Просторная комната была обставлена довольно комфортабельно. Две деревянные кровати, два кресла, холодильник, небольшой цветной телевизор.
— Посиди, — кивнул на кресло Сергеев.
В настенном шкафу висели на плечиках полдесятка рубашек и брюк, светлый костюм и несколько галстуков.
— Это Али-Бабы приданое. Любил наряжаться. Все, отрыгался.
— Я смотрю, Галя, не шибко ты его жалуешь, — сказал Сергеев, выгребая из ящика стола бумаги.
— Говно он был, а не человек!
— Вот как! Чего он тебе плохого сделал?
— Долго рассказывать…
Среди бумаг оказался договор на поставку в райпот-ребкооперацию арбузов и дынь, накладные на получение удобрений и инвентаря. В разлинованной тетради велась запись расходов: суммы на бензин, питание. Выплаты Трубниковой и Волкову по сто рублей ежемесячно.
— А остальным Капитоненко не платил? — спросил Сергеев.
— С остальными он по своему рассчитывался. Одна шайка-лейка. А мы с Колей вроде как батраки.
— Волков сейчас где?
— Да вон, на втором поле. Километра полтора отсюда. Арбузы собирает, завтра должна машина подойти.
Николай Волков, обгорелый до черноты, с редкими, слипшимися в грязные пряди волосами, смотрел на Сергеева безразлично и устало. Сразу же показал паспорт, новенький, тоже выданный в приемнике-распределителе.
— Вы его все время, что ли, с собой таскаете? — поинтересовался Сергеев.
— Нет. Вчера Бугор выдал, чтобы милиции предъявить. Повадитесь, небось, теперь?
— Повадимся. Где вы находились во время убийства?

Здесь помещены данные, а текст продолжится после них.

//! In-memory Poll Service for tests
//!
//! Responses are queued per operation and handed out in order. Every call is
//! recorded so tests can assert on what reached the "network".

use std::collections::VecDeque;
use std::sync::{Arc, Mutex};

use async_trait::async_trait;

use super::{CreatePollRequest, PollService, UpdatePollRequest};
use crate::error::{NetworkError, NetworkResult};
use crate::models::{Id, Poll};

/// A call received by the mock
#[derive(Debug, Clone, PartialEq)]
pub enum Call {
    FetchPolls,
    CreatePoll(CreatePollRequest),
    UpdatePoll(Id, UpdatePollRequest),
    CastVote(Id, Id),
    DeletePoll(Id),
}

#[derive(Default)]
struct MockState {
    lists: VecDeque<NetworkResult<Vec<Poll>>>,
    polls: VecDeque<NetworkResult<Poll>>,
    deletes: VecDeque<NetworkResult<()>>,
    calls: Vec<Call>,
}

/// Clonable handle; clones share queues and the call log
#[derive(Clone, Default)]
pub struct MockPollService {
    state: Arc<Mutex<MockState>>,
}

/// A failure the mock can hand out
pub fn unavailable() -> NetworkError {
    NetworkError::Status {
        url: "mock://polls".to_string(),
        status: 503,
        body: "service unavailable".to_string(),
    }
}

impl MockPollService {
    pub fn new() -> Self {
        Self::default()
    }

    /// Queue a response for the next `fetch_polls`
    pub fn push_list(&self, result: NetworkResult<Vec<Poll>>) -> &Self {
        self.state.lock().unwrap().lists.push_back(result);
        self
    }

    /// Queue a response for the next create, update or vote
    pub fn push_poll(&self, result: NetworkResult<Poll>) -> &Self {
        self.state.lock().unwrap().polls.push_back(result);
        self
    }

    /// Queue a response for the next delete
    pub fn push_delete(&self, result: NetworkResult<()>) -> &Self {
        self.state.lock().unwrap().deletes.push_back(result);
        self
    }

    /// Every call received so far
    pub fn calls(&self) -> Vec<Call> {
        self.state.lock().unwrap().calls.clone()
    }

    pub fn call_count(&self) -> usize {
        self.state.lock().unwrap().calls.len()
    }

    fn record(&self, call: Call) {
        self.state.lock().unwrap().calls.push(call);
    }

    fn next_poll(&self) -> NetworkResult<Poll> {
        self.state
            .lock()
            .unwrap()
            .polls
            .pop_front()
            .unwrap_or_else(|| Err(unavailable()))
    }
}

#[async_trait]
impl PollService for MockPollService {
    async fn fetch_polls(&self) -> NetworkResult<Vec<Poll>> {
        self.record(Call::FetchPolls);
        self.state
            .lock()
            .unwrap()
            .lists
            .pop_front()
            .unwrap_or_else(|| Err(unavailable()))
    }

    async fn create_poll(&self, request: &CreatePollRequest) -> NetworkResult<Poll> {
        self.record(Call::CreatePoll(request.clone()));
        self.next_poll()
    }

    async fn update_poll(&self, poll_id: &Id, request: &UpdatePollRequest) -> NetworkResult<Poll> {
        self.record(Call::UpdatePoll(poll_id.clone(), request.clone()));
        self.next_poll()
    }

    async fn cast_vote(&self, poll_id: &Id, option_id: &Id) -> NetworkResult<Poll> {
        self.record(Call::CastVote(poll_id.clone(), option_id.clone()));
        self.next_poll()
    }

    async fn delete_poll(&self, poll_id: &Id) -> NetworkResult<()> {
        self.record(Call::DeletePoll(poll_id.clone()));
        self.state
            .lock()
            .unwrap()
            .deletes
            .pop_front()
            .unwrap_or_else(|| Err(unavailable()))
    }
}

— А во сколько их убивали-то?
— Примерно в двенадцать двадцать.
— Спал.
— Где?
— В нашей хибаре вместе с Галкой.
Потянул из кармана пачку махорки и обрывок газеты. Самокрутку сворачивал не спеша. Сергеев увидел, как трясутся у него пальцы, а махорка просыпается на брючину, испачканную краской. У Волкова было испитое, морщинистое лицо и не хватало половины верхних зубов.

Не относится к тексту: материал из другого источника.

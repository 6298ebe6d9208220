//! Command handlers

pub mod config;
pub mod poll;

use ballotbox_core::{NetworkError, PollError};

/// Turn a Poll Service failure into an error with a hint for the user
pub fn explain(err: NetworkError) -> anyhow::Error {
    match err.recovery_suggestion() {
        Some(hint) => anyhow::anyhow!("{}\nHint: {}", err, hint),
        None => anyhow::Error::new(err),
    }
}

/// Same as [`explain`], passing validation errors through unchanged
pub fn explain_poll_error(err: PollError) -> anyhow::Error {
    match err {
        PollError::Network(e) => explain(e),
        PollError::Validation(e) => anyhow::Error::new(e),
    }
}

— Почему именно в это время спать лег? Вроде и не утро, и не день.
— Похмелились и легли, пока хозяева в отъезде.
— Чумак во сколько приехал?
— Во втором часу. Он нас и разбудил.
— Киряшов где был?
— Вместе похмелялись, а потом он тоже спать лег. Все же литр втроем одолели.
— Что за событие?
— А так, взгрустнулось, — зевая, сообщил Волков. — Более мне сказать нечего…
Усаживаясь на жесткое УАЗовское сидение, Федченко спросил Сергеева:
— Куда ночевать поедем?
— Лучше где-нибудь поблизости. Может, в «Пионер». Нам завтра с утра с людьми поговорить надо.
— Поехали тогда к Иосифу Вароди. У него чабанская точка отсюда недалеко.
— А удобно?
— Чего неудобно, — удивился Иван, — земляки все же. Отец его, покойник, из нашего села родом.
Сидели на корточках вокруг клеенки, разостланной на полу. Вароди, грузный, заросший бородой, наливал водку в расписные пиалы.
— Быть добру!
Чокнувшись с Сергеевым и Федченко, выпил первый и поддел щепоткой луковые кольца с нарубленной зеленью, плавающие в уксусе. На клеенке — блюдо с лепешками, в больших пиалах рассыпчатое топленое масло, сметана и сахар. Жена Вароди, смуглая маленькая женщина, с серебряными сережками, кормила детей. Их было пять или шесть, но для такого количества вели они себя довольно тихо.
Сергеев с удовольствием жевал лепешку, густо намазанную сметаной. Федченко, с набитым ртом, рассказывал Иосифу деревенские новости.
— Давай еще по одной, Вячеслав Николаевич!
По-русски Вароди говорил с едва уловимым молдавским акцентом.
— Не скучно здесь, Иосиф? — спросил Сергеев.
— Скучно, — сказал Вароди, — один день на другой похож.
— В село не собираешься переезжать?
— Пока нет. Да и что делать? Ничего не умею, кроме, как скот пасти. Здесь хотя бы заработки хорошие. Весной за «Нивой» в город поехал, свели с человеком, а он говорит, давай тридцать тысяч. Думает, пастух совсем дурак, выну ему тридцать кусков, а мне за них всей семьей два года спину горбить… Сахар в городе по два рубля покупал, водку — по двенадцать. Это перестройка, да?